• _Task brief_: Repeat the whole of the data, keeping every detail the same.
-------- The input --------
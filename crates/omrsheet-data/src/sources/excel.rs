//! Workbook roster source using calamine.
//!
//! Any format calamine can detect (xlsx, xlsm, xlsb, xls, ods) is accepted.

use std::io::Cursor;
use std::path::Path;

use calamine::{open_workbook_auto_from_rs, Data, Reader, Sheets};
use omrsheet_core::CellValue;
use tracing::debug;

use crate::error::{DataError, Result};
use crate::sources::RosterSource;
use crate::table::SheetTable;

/// Workbook roster source, held in memory
pub struct ExcelSource {
    workbook: Sheets<Cursor<Vec<u8>>>,
    /// Sheet names cache
    sheet_names: Vec<String>,
}

impl ExcelSource {
    /// Open a workbook file
    pub fn open(path: impl AsRef<Path>) -> Result<Self> {
        let path = path.as_ref();
        if !path.exists() {
            return Err(DataError::FileNotFound(path.display().to_string()));
        }

        let bytes = std::fs::read(path)?;
        Self::from_bytes(bytes).map_err(|e| match e {
            DataError::WorkbookOpen(reason) => {
                DataError::WorkbookOpen(format!("{}: {}", path.display(), reason))
            }
            other => other,
        })
    }

    /// Open a workbook from uploaded bytes
    pub fn from_bytes(bytes: Vec<u8>) -> Result<Self> {
        let workbook = open_workbook_auto_from_rs(Cursor::new(bytes))
            .map_err(|e| DataError::WorkbookOpen(e.to_string()))?;
        let sheet_names = workbook.sheet_names();
        debug!(sheets = sheet_names.len(), "Opened workbook");

        Ok(Self {
            workbook,
            sheet_names,
        })
    }

    /// Convert a calamine cell to a roster cell
    fn convert_cell(cell: &Data) -> CellValue {
        match cell {
            Data::Empty => CellValue::Empty,
            Data::String(s) => CellValue::Text(s.clone()),
            Data::Int(i) => CellValue::Int(*i),
            Data::Float(f) => CellValue::Float(*f),
            Data::Bool(b) => CellValue::Bool(*b),
            Data::Error(e) => CellValue::Text(e.to_string()),
            Data::DateTime(dt) => CellValue::Text(format!("{}", dt)),
            Data::DateTimeIso(s) => CellValue::Text(s.clone()),
            Data::DurationIso(s) => CellValue::Text(s.clone()),
        }
    }
}

impl RosterSource for ExcelSource {
    fn sheet_names(&self) -> Vec<String> {
        self.sheet_names.clone()
    }

    fn read_sheet(&mut self, sheet: &str) -> Result<SheetTable> {
        if !self.sheet_names.iter().any(|name| name == sheet) {
            return Err(DataError::SheetNotFound(sheet.to_string()));
        }

        let range = self
            .workbook
            .worksheet_range(sheet)
            .map_err(|e| DataError::SheetUnreadable {
                sheet: sheet.to_string(),
                reason: e.to_string(),
            })?;

        // The used range may not begin on the first worksheet row
        let header_row = range.start().map_or(1, |(row, _)| row as usize + 1);
        let rows = range
            .rows()
            .map(|row| row.iter().map(Self::convert_cell).collect::<Vec<_>>());
        Ok(SheetTable::from_rows_at(sheet, header_row, rows))
    }
}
--------
• _Written answer_:
filename crates/omrsheet-data/src/sources/excel.rs
//! Workbook roster source using calamine.
//!
//! Any format calamine can detect (xlsx, xlsm, xlsb, xls, ods) is accepted.

use std::io::Cursor;
use std::path::Path;

use calamine::{open_workbook_auto_from_rs, Data, Reader, Sheets};
use omrsheet_core::CellValue;
use tracing::debug;

use crate::error::{DataError, Result};
use crate::sources::RosterSource;
use crate::table::SheetTable;

/// Workbook roster source, held in memory
pub struct ExcelSource {
    workbook: Sheets<Cursor<Vec<u8>>>,
    /// Sheet names cache
    sheet_names: Vec<String>,
}

impl ExcelSource {
    /// Open a workbook file
    pub fn open(path: impl AsRef<Path>) -> Result<Self> {
        let path = path.as_ref();
        if !path.exists() {
            return Err(DataError::FileNotFound(path.display().to_string()));
        }

        let bytes = std::fs::read(path)?;
        Self::from_bytes(bytes).map_err(|e| match e {
            DataError::WorkbookOpen(reason) => {
                DataError::WorkbookOpen(format!("{}: {}", path.display(), reason))
            }
            other => other,
        })
    }

    /// Open a workbook from uploaded bytes
    pub fn from_bytes(bytes: Vec<u8>) -> Result<Self> {
        let workbook = open_workbook_auto_from_rs(Cursor::new(bytes))
            .map_err(|e| DataError::WorkbookOpen(e.to_string()))?;
        let sheet_names = workbook.sheet_names();
        debug!(sheets = sheet_names.len(), "Opened workbook");

        Ok(Self {
            workbook,
            sheet_names,
        })
    }

    /// Convert a calamine cell to a roster cell
    fn convert_cell(cell: &Data) -> CellValue {
        match cell {
            Data::Empty => CellValue::Empty,
            Data::String(s) => CellValue::Text(s.clone()),
            Data::Int(i) => CellValue::Int(*i),
            Data::Float(f) => CellValue::Float(*f),
            Data::Bool(b) => CellValue::Bool(*b),
            Data::Error(e) => CellValue::Text(e.to_string()),
            Data::DateTime(dt) => CellValue::Text(format!("{}", dt)),
            Data::DateTimeIso(s) => CellValue::Text(s.clone()),
            Data::DurationIso(s) => CellValue::Text(s.clone()),
        }
    }
}

impl RosterSource for ExcelSource {
    fn sheet_names(&self) -> Vec<String> {
        self.sheet_names.clone()
    }

    fn read_sheet(&mut self, sheet: &str) -> Result<SheetTable> {
        if !self.sheet_names.iter().any(|name| name == sheet) {
            return Err(DataError::SheetNotFound(sheet.to_string()));
        }

        let range = self
            .workbook
            .worksheet_range(sheet)
            .map_err(|e| DataError::SheetUnreadable {
                sheet: sheet.to_string(),
                reason: e.to_string(),
            })?;

        // The used range may not begin on the first worksheet row
        let header_row = range.start().map_or(1, |(row, _)| row as usize + 1);
        let rows = range
            .rows()
            .map(|row| row.iter().map(Self::convert_cell).collect::<Vec<_>>());
        Ok(SheetTable::from_rows_at(sheet, header_row, rows))
    }
}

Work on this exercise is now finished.